Pneumonia

Yingjie Lu and Richard Malley of Children's Hospital Boston in the U.S. will develop a bivalent pneumococcal and typhoid vaccine by using a new technology to include three highly conserved pneumococcal antigens and the well-established Vi polysaccharide antigen that provides protection against typhoid fever. The team will test the ability of this vaccine to induce strong humoral and cellular immune responses against both pneumococcus and the causative agent of typhoid fever, Salmonella Typhi.

Because human carriage of pneumococcus usually results in improved immunity to future infections without any development of disease, Stephen Gordon of the Liverpool School of Tropical Medicine in the United Kingdom will use an intranasal inoculation with a safe strain of the bacteria to study the mechanisms of mucosal immunity in the lungs and to explore the potential for a vaccine based on his findings.

Pneumonia remains the world’s leading cause of death among children under five. Pneumonia is usually diagnosed based on x-ray images and lab or clinical examination, but trained personnel and resources are scarce in rural communities in Peru. Innovators have developed a highly sensitive and specific algorithm of pattern recognition that will be printed on a circuit board. This hardware box will be linked to an inexpensive and portable ultrasound echograph, and to a smartphone with dedicated software. Digital images will be transmitted from the echograph to the box and smartphone.

Compared with industrialized countries, nations of Africa and Asia report two to 10 times the rate of child pneumonia, the killer of 2.1 million children each year. A bedside finger prick blood test developed by this project will improve pneumonia diagnosis where chest x-rays, essential for pneumonia diagnosis and management, are unavailable, saving lives and resources.

CPS conjugated vaccines, such as those used to combat pneumonia, are difficult and expensive to produce. George Wang of Ohio State University will use bacteria engineered to express CPS, the carrier protein and a key enzyme which will bind the two together in an effort to develop a simpler and more economically feasible method of vaccine production.
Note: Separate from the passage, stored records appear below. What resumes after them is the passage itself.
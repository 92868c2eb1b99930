//! GeoIP database loading.

use maxminddb::Reader;
use std::path::Path;
use std::time::SystemTime;

use super::types::GeoIpMetadata;
use crate::error_handling::GeoIpError;

/// Reads and parses a MaxMind DB file.
///
/// The whole file is read into memory once; lookups afterwards never touch
/// the filesystem.
///
/// # Errors
///
/// - `GeoIpError::NotFound` if the file does not exist
/// - `GeoIpError::Read` if it cannot be read
/// - `GeoIpError::Invalid` if it is not a valid MaxMind DB
pub(crate) async fn load_from_file(
    path: &Path,
) -> Result<(Reader<Vec<u8>>, GeoIpMetadata), GeoIpError> {
    if !tokio::fs::try_exists(path).await.unwrap_or(false) {
        return Err(GeoIpError::NotFound(path.to_path_buf()));
    }

    log::info!("Loading GeoIP database from: {}", path.display());

    let db_bytes = tokio::fs::read(path).await.map_err(|source| GeoIpError::Read {
        path: path.to_path_buf(),
        source,
    })?;

    let reader = Reader::from_source(db_bytes).map_err(|source| GeoIpError::Invalid {
        path: path.to_path_buf(),
        source,
    })?;

    let metadata = extract_metadata(&reader, path);
    Ok((reader, metadata))
}

/// Builds metadata from the database's own header.
pub(crate) fn extract_metadata<T: AsRef<[u8]>>(reader: &Reader<T>, path: &Path) -> GeoIpMetadata {
    GeoIpMetadata {
        source: path.display().to_string(),
        database_type: reader.metadata.database_type.clone(),
        version: format!("build_{}", reader.metadata.build_epoch),
        loaded_at: SystemTime::now(),
    }
}
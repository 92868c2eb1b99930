//! ip2kml library: host list to KML export
//!
//! Reads a list of hosts/IP addresses, locates each one with a local MaxMind
//! City database, optionally captures HTTP response headers, and writes a KML
//! document with one placemark per input line.
//!
//! # Example
//!
//! ```no_run
//! use ip2kml::{Config, run_export};
//!
//! # #[tokio::main(flavor = "current_thread")]
//! # async fn main() -> Result<(), Box<dyn std::error::Error>> {
//! let config = Config {
//!     input_file: std::path::PathBuf::from("hosts.txt"),
//!     geoip_file: std::path::PathBuf::from("GeoLite2-City.mmdb"),
//!     ..Default::default()
//! };
//!
//! let report = run_export(config).await?;
//! println!("Wrote {} placemarks", report.total_hosts);
//! # Ok(())
//! # }
//! ```
//!
//! # Requirements
//!
//! This library requires a Tokio runtime. Hosts are processed strictly one
//! after another, so a current-thread runtime is sufficient.

pub mod app;
pub mod config;
pub mod dns;
pub mod enrich;
pub mod error_handling;
pub mod export;
pub mod fetch;
pub mod geoip;
pub mod initialization;
pub mod input;

// Re-export public API
pub use config::{Config, LogFormat, LogLevel, Opt};
pub use enrich::{is_hostname, HostEnricher, HostInfo};
pub use error_handling::{ExportError, GeoIpError};
pub use run::{export_hosts, run_export, ExportReport};

// Internal run module (contains the export loop)
mod run {
    use std::fs::File;
    use std::io::{BufWriter, Write};
    use std::path::PathBuf;
    use std::time::Instant;

    use log::info;
    use tokio::io::AsyncRead;

    use crate::app;
    use crate::config::Config;
    use crate::dns::HostResolver;
    use crate::enrich::{is_hostname, HostEnricher};
    use crate::error_handling::{ExportError, GeoIpError, InitializationError, LookupFailure};
    use crate::export::KmlWriter;
    use crate::fetch::HeaderProbe;
    use crate::geoip::{GeoIpDatabase, GeoLookup};
    use crate::initialization::{init_client, init_resolver};
    use crate::input::HostTokenReader;

    /// Results of an export run.
    #[derive(Debug, Clone)]
    pub struct ExportReport {
        /// Number of placemarks written (equals the number of input lines)
        pub total_hosts: usize,
        /// Hostnames DNS could not resolve
        pub unresolved: usize,
        /// Addresses with no GeoIP record
        pub geo_misses: usize,
        /// HTTP probes that failed (always 0 when probing is disabled)
        pub probe_failures: usize,
        /// Path of the written KML document
        pub output_path: PathBuf,
        /// Elapsed time in seconds
        pub elapsed_seconds: f64,
    }

    /// Runs an export with the provided configuration.
    ///
    /// Preconditions are checked in order before the output file is created:
    /// the GeoIP database must exist, the input file must open, and the
    /// database must parse. Once the output exists, every input line produces
    /// exactly one placemark.
    ///
    /// # Errors
    ///
    /// - `ExportError::GeoIp` if the database is missing or invalid
    /// - `ExportError::InputNotFound` if the input file cannot be opened
    /// - `ExportError::Output` / `ExportError::Input` on I/O failures
    pub async fn run_export(config: Config) -> Result<ExportReport, ExportError> {
        let start_time = Instant::now();

        if !tokio::fs::try_exists(&config.geoip_file).await.unwrap_or(false) {
            return Err(GeoIpError::NotFound(config.geoip_file.clone()).into());
        }

        let mut tokens = HostTokenReader::open(&config.input_file)
            .await
            .map_err(|source| ExportError::InputNotFound {
                path: config.input_file.clone(),
                source,
            })?;

        let geoip = GeoIpDatabase::open(&config.geoip_file).await?;
        log::debug!(
            "GeoIP database {} loaded at {:?}",
            geoip.metadata().source,
            geoip.metadata().loaded_at
        );

        let client = init_client(&config).map_err(InitializationError::from)?;
        let resolver = init_resolver();
        let enricher = HostEnricher::new(resolver, geoip, client);

        let output_error = |source: std::io::Error| ExportError::Output {
            path: config.output_file.clone(),
            source,
        };
        let file = File::create(&config.output_file).map_err(output_error)?;
        info!("Writing KML to {}", config.output_file.display());

        app::print_settings(&config);

        let mut kml = KmlWriter::new(BufWriter::new(file)).map_err(output_error)?;
        let total_hosts = export_hosts(&mut tokens, &enricher, &mut kml, &config).await?;
        kml.finish().map_err(output_error)?;

        app::print_done();

        let stats = enricher.stats();
        app::log_failure_statistics(stats);

        Ok(ExportReport {
            total_hosts,
            unresolved: stats.get_count(LookupFailure::UnresolvedHost),
            geo_misses: stats.get_count(LookupFailure::GeoRecordMissing),
            probe_failures: stats.get_count(LookupFailure::ProbeFailed),
            output_path: config.output_file.clone(),
            elapsed_seconds: start_time.elapsed().as_secs_f64(),
        })
    }

    /// Enriches every token from `tokens` and appends its placemark to `kml`.
    ///
    /// Hosts are handled one at a time, in input order. Returns the number of
    /// placemarks written.
    ///
    /// # Errors
    ///
    /// Only I/O errors on the input (`ExportError::Input`) or output
    /// (`ExportError::Output`) stop the loop; lookup failures never do.
    pub async fn export_hosts<In, R, G, P, W>(
        tokens: &mut HostTokenReader<In>,
        enricher: &HostEnricher<R, G, P>,
        kml: &mut KmlWriter<W>,
        config: &Config,
    ) -> Result<usize, ExportError>
    where
        In: AsyncRead + Unpin,
        R: HostResolver,
        G: GeoLookup,
        P: HeaderProbe,
        W: Write,
    {
        let mut written = 0usize;

        loop {
            let token = match tokens.next_token().await {
                Ok(Some(token)) => token,
                Ok(None) => break,
                Err(source) => {
                    return Err(ExportError::Input {
                        path: config.input_file.clone(),
                        source,
                    })
                }
            };

            if config.verbose {
                app::print_getting(&token);
            }

            let info = enricher
                .enrich(&token, is_hostname(&token), config.check_response)
                .await;
            if let Some(locality) = &info.locality {
                log::debug!("{token} located in {locality}");
            }

            if config.verbose {
                app::print_writing(&token);
            }

            kml.write_placemark(&info)
                .map_err(|source| ExportError::Output {
                    path: config.output_file.clone(),
                    source,
                })?;
            written += 1;
        }

        info!("Wrote {written} placemarks");
        Ok(written)
    }
}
Hongyue Dang, of China University of Petroleum (East China) will research whether early-stage pneumonia infection produces specific biomarkers that can be detected in a breath analysis. If so, Dang will produce and test a prototype breath sensor device that can be used in low-resource settings to capture and analyze these signature chemical compounds as a method to diagnose pneumonia.

Udantha Abeyratne of the University of Queensland in Australia proposes using low-cost devices such as mobile phones and mp3 players equipped with microphones to record cough and sleeping sounds that do not require direct contact with the patient. Recording will be analyzed using new algorithms in human speech analysis to identify sounds that characterize the presence of pneumonia.

Suzanne Smith of STAR Analytical Services in the United States will study recorded cough samples with acoustic vocalization-analysis technology to identify sound characteristics that indicate specific symptoms of pneumonia with the aim of rapidly identifying the cause and severity of respiratory illness. It is hoped that such acoustic landmarks would help in the differentiation between viral infections and bacterial illnesses, each of which may require different treatments.